Just under 387,000 were bought in this year’s first quarter, 8 per cent down on 2023 and below analyst expectations. It comes despite owner Elon Musk repeatedly cutting prices.

Tesla faces stiff competition from cheaper Chinese rivals, including BYD which overtook Tesla briefly last year as the world’s biggest seller of electric cars.

Tesla, which has lost a third of its value this year, has blamed the slide in volumes on factory shutdowns caused by the Red Sea conflict and an arson at its gigafactory in Berlin.

Shares fell more than 5 per cent in Wall Street, wiping about £28billion off Tesla’s valuation.


Nationwide’s ads with Dominic West have been banned

THE NATIONWIDE ads featuring Dominic West have been banned after the lender was found to have shut branches despite claiming it would keep them open until 2026.
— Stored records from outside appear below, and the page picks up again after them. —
use async_trait::async_trait;
use sqlx::postgres::{PgPoolOptions, PgRow};
use sqlx::{PgPool, Row};
use std::time::Duration;
use crate::models::{CandidateBatch, CandidateQuery, Coordinates, Cursor, FeatureCode, Property, QualityGrade};
use crate::services::source::{CandidateSource, SourceError};

/// Shared projection: the parcel, its first active residential building and
/// its active extra-feature codes
const PROPERTY_SELECT: &str = r#"
    SELECT
        p.id::int8 AS id,
        p.account_number,
        NULLIF(TRIM(CONCAT_WS(' ', p.street_number, p.street_name)), '') AS address,
        p.latitude::float8 AS latitude,
        p.longitude::float8 AS longitude,
        p.land_area::float8 AS lot_area,
        b.heat_area::float8 AS heated_area,
        b.year_built,
        b.quality_code,
        b.bedrooms,
        b.bathrooms::float8 AS bathrooms,
        COALESCE(f.codes, ARRAY[]::text[]) AS feature_codes
    FROM data_propertyrecord p
    LEFT JOIN LATERAL (
        SELECT bd.heat_area, bd.year_built, bd.quality_code, bd.bedrooms, bd.bathrooms
        FROM data_buildingdetail bd
        WHERE bd.property_id = p.id AND bd.is_active
        ORDER BY bd.building_number NULLS LAST, bd.id
        LIMIT 1
    ) b ON TRUE
    LEFT JOIN LATERAL (
        SELECT ARRAY_AGG(DISTINCT ef.feature_code::text) AS codes
        FROM data_extrafeature ef
        WHERE ef.property_id = p.id AND ef.is_active
    ) f ON TRUE
"#;

/// PostgreSQL-backed candidate source over the appraisal district tables
///
/// Batches are keyset-paginated on the parcel's primary key, so each pull is
/// an index range scan regardless of how deep into the corpus the search is.
/// A bounding box that wraps the antimeridian becomes two longitude ranges.
/// The schema is owned by the ingestion pipeline; this client only reads.
#[derive(Clone)]
pub struct PgCandidateSource {
    pool: PgPool,
}

impl PgCandidateSource {
    /// Create a new PostgreSQL source from a connection string
    pub async fn new(
        database_url: &str,
        max_connections: u32,
        min_connections: u32,
        acquire_timeout: Duration,
    ) -> Result<Self, SourceError> {
        let pool = PgPoolOptions::new()
            .max_connections(max_connections)
            .min_connections(min_connections)
            .acquire_timeout(acquire_timeout)
            .idle_timeout(Duration::from_secs(600))
            .test_before_acquire(true)
            .connect(database_url)
            .await?;

        Ok(Self { pool })
    }

    /// Create a new PostgreSQL source from settings
    pub async fn from_settings(
        url: &str,
        max_connections: Option<u32>,
        min_connections: Option<u32>,
        acquire_timeout_secs: Option<u64>,
    ) -> Result<Self, SourceError> {
        tracing::info!("Connecting to PostgreSQL (max {} connections)", max_connections.unwrap_or(10));

        Self::new(
            url,
            max_connections.unwrap_or(10),
            min_connections.unwrap_or(1),
            Duration::from_secs(acquire_timeout_secs.unwrap_or(5)),
        )
        .await
    }

    pub fn from_pool(pool: PgPool) -> Self {
        Self { pool }
    }

    /// Health check for the database connection
    pub async fn health_check(&self) -> Result<bool, SourceError> {
        sqlx::query("SELECT 1")
            .fetch_one(&self.pool)
            .await
            .map(|_| true)
            .map_err(Into::into)
    }
}

#[async_trait]
impl CandidateSource for PgCandidateSource {
    async fn get_target_by_id(&self, account_number: &str) -> Result<Option<Property>, SourceError> {
        let query = format!(
            "{} WHERE p.account_number = $1 ORDER BY p.id LIMIT 1",
            PROPERTY_SELECT
        );

        let row = sqlx::query(&query)
            .bind(account_number)
            .fetch_optional(&self.pool)
            .await?;

        row.as_ref()
            .map(property_from_row)
            .transpose()
            .map_err(Into::into)
    }

    async fn query_candidates(
        &self,
        query: &CandidateQuery,
        cursor: Option<Cursor>,
    ) -> Result<CandidateBatch, SourceError> {
        let sql = format!(
            r#"{}
            WHERE p.latitude BETWEEN $1::numeric AND $2::numeric
              AND (
                    ($3::float8 <= $4::float8 AND p.longitude BETWEEN $3::numeric AND $4::numeric)
                 OR ($3::float8 > $4::float8 AND (p.longitude >= $3::numeric OR p.longitude <= $4::numeric))
              )
              AND p.latitude IS NOT NULL
              AND p.longitude IS NOT NULL
              AND NOT (p.account_number = ANY($5))
              AND p.id > $6
              AND ($7::float8 IS NULL OR b.heat_area::float8 BETWEEN $7 AND $8)
            ORDER BY p.id
            LIMIT $9"#,
            PROPERTY_SELECT
        );

        let bbox = &query.bounding_box;
        let limit = i64::try_from(query.limit).unwrap_or(i64::MAX);

        let rows = sqlx::query(&sql)
            .bind(bbox.min_lat)
            .bind(bbox.max_lat)
            .bind(bbox.min_lon)
            .bind(bbox.max_lon)
            .bind(query.exclude_ids.as_slice())
            .bind(cursor.map(|c| c.0).unwrap_or(0))
            .bind(query.size_range.map(|r| r.min))
            .bind(query.size_range.map(|r| r.max))
            .bind(limit)
            .fetch_all(&self.pool)
            .await?;

        let last_id: Option<i64> = match rows.last() {
            Some(row) => Some(row.try_get("id")?),
            None => None,
        };

        let candidates = rows
            .iter()
            .map(property_from_row)
            .collect::<Result<Vec<_>, _>>()?;

        // A short page means the keyset range is drained
        let next_cursor = if candidates.len() as i64 == limit {
            last_id.map(Cursor)
        } else {
            None
        };

        tracing::debug!(
            "Fetched {} candidates after cursor {:?}",
            candidates.len(),
            cursor
        );

        Ok(CandidateBatch {
            candidates,
            next_cursor,
        })
    }
}

/// Map a row of [`PROPERTY_SELECT`] onto a [`Property`]
///
/// Zero bedroom and bathroom counts are how the district encodes "unknown",
/// so they become `None`.
fn property_from_row(row: &PgRow) -> Result<Property, sqlx::Error> {
    let latitude: Option<f64> = row.try_get("latitude")?;
    let longitude: Option<f64> = row.try_get("longitude")?;
    let quality_code: Option<String> = row.try_get("quality_code")?;
    let bedrooms: Option<i32> = row.try_get("bedrooms")?;
    let bathrooms: Option<f64> = row.try_get("bathrooms")?;
    let feature_codes: Vec<String> = row.try_get("feature_codes")?;

    Ok(Property {
        account_number: row.try_get("account_number")?,
        address: row.try_get("address")?,
        coordinates: latitude.zip(longitude).map(|(lat, lon)| Coordinates::new(lat, lon)),
        heated_area: row.try_get("heated_area")?,
        lot_area: row.try_get("lot_area")?,
        year_built: row.try_get("year_built")?,
        quality: quality_code.as_deref().and_then(QualityGrade::from_code),
        bedrooms: bedrooms
            .filter(|b| *b > 0)
            .and_then(|b| u32::try_from(b).ok()),
        bathrooms: bathrooms.filter(|b| *b > 0.0),
        features: feature_codes.into_iter().map(FeatureCode::active).collect(),
    })
}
The actor plays a crass banker who shuts branches to afford his pricey lunch expenses.

The ads claim “unlike the big banks, we’re not closing our branches”.

However, the Advertising Standards Authority found Nationwide had shut 20 in the past year, including six since the adverts starting to air last October.

As a result, the ASA ruled the ads were “misleading”.


THAMES Water’s financial woes are being managed by the same Government department trying to offload the taxpayers’ stake in NatWest, The Sun can reveal.

UKGI is a Treasury department which looks after the Government’s “most complex commercial interests”, including when interventions are required.

Speculation mounts that Thames, which says it needs £20billion for investment purposes, could end up in a special administration — meaning the firm is temporarily renationalised.


FEARS for Revolution Bars grew when the cocktail chain’s shares were temporarily suspended from trading on the junior AIM market.

The move came after it failed to publish its annual results.

The fresh blow arrived just days after it revealed it could shut a quarter of its 70 sites to improve its finances.

The company owns 50 Revolution and Revolucion de Cuba bars — as well as 20 Peach Pubs brands.

It is now locked in talks with would-be investors, including Pizza Express founder Luke Johnson, in order to raise a cash lifeline.

Revolution’s troubles come as the hospitality sector grapples with billions of pounds of extra costs from higher wages, business rates and inflationary pressures.

Its revenues are also under pressure as drinkers cut back on spending amid the cost-of-living crisis.


A FORMER Heathrow executive has flown into the top job at Royal Mail.

Emma Gilthorpe, chief operating officer at the UK’s busiest airport since 2020, takes up her new role in May.

Royal Mail is seeking Ofcom approval to cut its service to six or even three days a week as it battles to cut costs after posting a £419million loss.

Ms Gilthorpe said: “It is an exciting time to be joining Royal Mail at this crucial period for the company.

“Now is the time to ensure it has a successful future too.”


ALDI says it has invested more than £125million lowering prices on a quarter of its ranges so far this year.

The discount supermarket aims to beat the £380million invested in price cuts in 2023, helped by falling food inflation.

Separately, upmarket grocer Waitrose is announcing today that it will cut prices on 200 of its products.

They include 64 in its Essentials range — by an average of 7 per cent.